Twenty Books by Mixed Asian Authors for Fans of Every Genre
Mixed Asian Media - December 19, 2022
By Hayley Palmer
Looking for gifts for the holidays, trying to reach your Goodreads goal before 2023, or just want to jump into a new book? Try one of these books by a mixed Asian author!
For the Contemporary Reader
Tomorrow, and Tomorrow, and Tomorrow spans 30 years and follows two friends — often in love, but never lovers — as they come together as creative partners in the world of video game design, where success brings them fame, joy, tragedy, duplicity, and even a kind of immortality.
A favorite of the MAM team!
Win Me Something follows half-Chinese and half-white Willa Chen who has struggled with belonging and loneliness her whole life. When she accepts a job as a nanny for a wealthy white family in New York, she finds herself lost in self examination, neither an outsider nor a participant in their glamorous world.
For Fans of Fantasy and Sci-Fi
We Ride Upon Sticks is set in 1989 Danvers, Massachusetts (the site of the Salem Witch Trials) and follows the high school field hockey team as they discover that the dark impulses of their Salem forebears may be the key to a winning season.
How High We Go in the Dark follows a cast of intricately linked characters over hundreds of years as humanity struggles to rebuild itself in the aftermath of a climate plague.

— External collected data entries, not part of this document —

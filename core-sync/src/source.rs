//! Remote source seam
//!
//! Storage providers implement [`RemoteSource`] to expose style folders and
//! their image entries. The reconciler only ever talks to this trait, which
//! keeps it testable with mock providers.

use crate::error::Result;
use async_trait::async_trait;
use bytes::Bytes;

/// A style folder found under the configured remote root.
#[derive(Debug, Clone, PartialEq, Eq)]
pub struct RemoteFolder {
    /// Remote-assigned stable ID
    pub id: String,
    /// Display name, resolved through the style dictionary
    pub name: String,
}

/// An image entry inside a remote style folder.
#[derive(Debug, Clone, PartialEq, Eq)]
pub struct RemoteImage {
    /// Remote-assigned stable ID
    pub id: String,
    /// File name as stored remotely
    pub name: String,
    /// Declared size in bytes, when the provider reports one
    pub size: Option<u64>,
    /// Provider content checksum (MD5 for Drive), when reported
    pub checksum: Option<String>,
    /// Creation time (RFC 3339, verbatim from the provider)
    pub created_time: String,
    /// Modification time (RFC 3339, verbatim from the provider)
    pub modified_time: String,
}

/// Read-only view of a remote file-storage service.
///
/// Implementations must filter out soft-deleted entries and restrict image
/// listings to the provider's image MIME whitelist. Listing calls are
/// expected to apply their own advisory inter-call pacing.
#[async_trait]
pub trait RemoteSource: Send + Sync {
    /// List the direct folder children of the configured root container.
    async fn list_style_folders(&self) -> Result<Vec<RemoteFolder>>;

    /// List image entries in a folder, most recently modified first.
    async fn list_images(&self, folder_id: &str) -> Result<Vec<RemoteImage>>;

    /// Download the full content of a remote object.
    async fn download(&self, file_id: &str) -> Result<Bytes>;
}
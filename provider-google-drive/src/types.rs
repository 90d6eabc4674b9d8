//! Wire types for the Drive v3 files API.

use serde::Deserialize;

/// One file resource as returned by `files.list`.
///
/// `size` arrives as a decimal string; folders and some Google-native types
/// omit it entirely.
#[derive(Debug, Clone, Deserialize)]
#[serde(rename_all = "camelCase")]
pub struct DriveFile {
    pub id: String,
    pub name: String,
    #[serde(default)]
    pub size: Option<String>,
    #[serde(default)]
    pub md5_checksum: Option<String>,
    #[serde(default)]
    pub created_time: Option<String>,
    #[serde(default)]
    pub modified_time: Option<String>,
}

impl DriveFile {
    /// Declared size in bytes, when present and well-formed.
    pub fn size_bytes(&self) -> Option<u64> {
        self.size.as_deref().and_then(|s| s.parse().ok())
    }
}

/// One page of a `files.list` response.
#[derive(Debug, Deserialize)]
#[serde(rename_all = "camelCase")]
pub struct FileListResponse {
    #[serde(default)]
    pub files: Vec<DriveFile>,
    #[serde(default)]
    pub next_page_token: Option<String>,
}

#[cfg(test)]
mod tests {
    use super::*;

    #[test]
    fn test_file_list_deserializes_camel_case() {
        let json = r#"{
            "files": [
                {
                    "id": "abc123",
                    "name": "rose.jpg",
                    "size": "204800",
                    "md5Checksum": "d41d8cd98f00b204e9800998ecf8427e",
                    "createdTime": "2024-05-01T10:00:00.000Z",
                    "modifiedTime": "2024-05-02T10:00:00.000Z"
                }
            ],
            "nextPageToken": "tok"
        }"#;

        let page: FileListResponse = serde_json::from_str(json).unwrap();
        assert_eq!(page.files.len(), 1);
        assert_eq!(page.next_page_token.as_deref(), Some("tok"));

        let file = &page.files[0];
        assert_eq!(file.size_bytes(), Some(204800));
        assert_eq!(
            file.md5_checksum.as_deref(),
            Some("d41d8cd98f00b204e9800998ecf8427e")
        );
    }

    #[test]
    fn test_folder_entry_has_no_size_or_checksum() {
        let json = r#"{"files": [{"id": "f1", "name": "Blackwork"}]}"#;
        let page: FileListResponse = serde_json::from_str(json).unwrap();
        assert_eq!(page.files[0].size_bytes(), None);
        assert!(page.files[0].md5_checksum.is_none());
        assert!(page.next_page_token.is_none());
    }
}
//! # Gallery Sync Module
//!
//! Reconciles remote style folders against the local gallery manifest.
//!
//! ## Overview
//!
//! This crate owns the core decision loop of the tool:
//! - Listing remote folders and images via the [`RemoteSource`] seam
//! - Deciding per item: skip-unchanged, add-new, or reject-invalid
//! - Persisting normalized images under style-scoped directories
//! - Maintaining the durable JSON manifest
//!
//! ## Components
//!
//! - **Remote Source Seam** (`source`): trait implemented by storage providers
//! - **Manifest Store** (`manifest`): tolerant load, single save per run
//! - **Local Image Store** (`store`): sanitized filenames, collision suffixing
//! - **Reconciler** (`reconciler`): the per-run decision engine and report

pub mod error;
pub mod manifest;
pub mod reconciler;
pub mod source;
pub mod store;

pub use error::{Result, SyncError};
pub use manifest::{GalleryData, ImageRecord, ManifestStore, StyleManifest};
pub use reconciler::{ItemOutcome, Reconciler, SyncReport};
pub use source::{RemoteFolder, RemoteImage, RemoteSource};
pub use store::LocalImageStore;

A recommendation from the MAM team!
The Bone Shard Daughter is set in a world where bone magic powers the animal-like constructs that maintain law and order. When the emperor refuses to recognise his daughter as heir to the throne, she vows to prove her worth by mastering the forbidden art of bone shard magic.
You can read MAM’s interview with Andrea Stewart here!
For Those in the Mood for Love
The Kiss Quotient follows a 30-year-old econometrician on the autism spectrum who is successful but lacks experience in her dating life. Deciding that practice makes perfect, she hires an escort to teach her the ways of dating, only to find their no-nonsense partnership seems to make a lot of sense.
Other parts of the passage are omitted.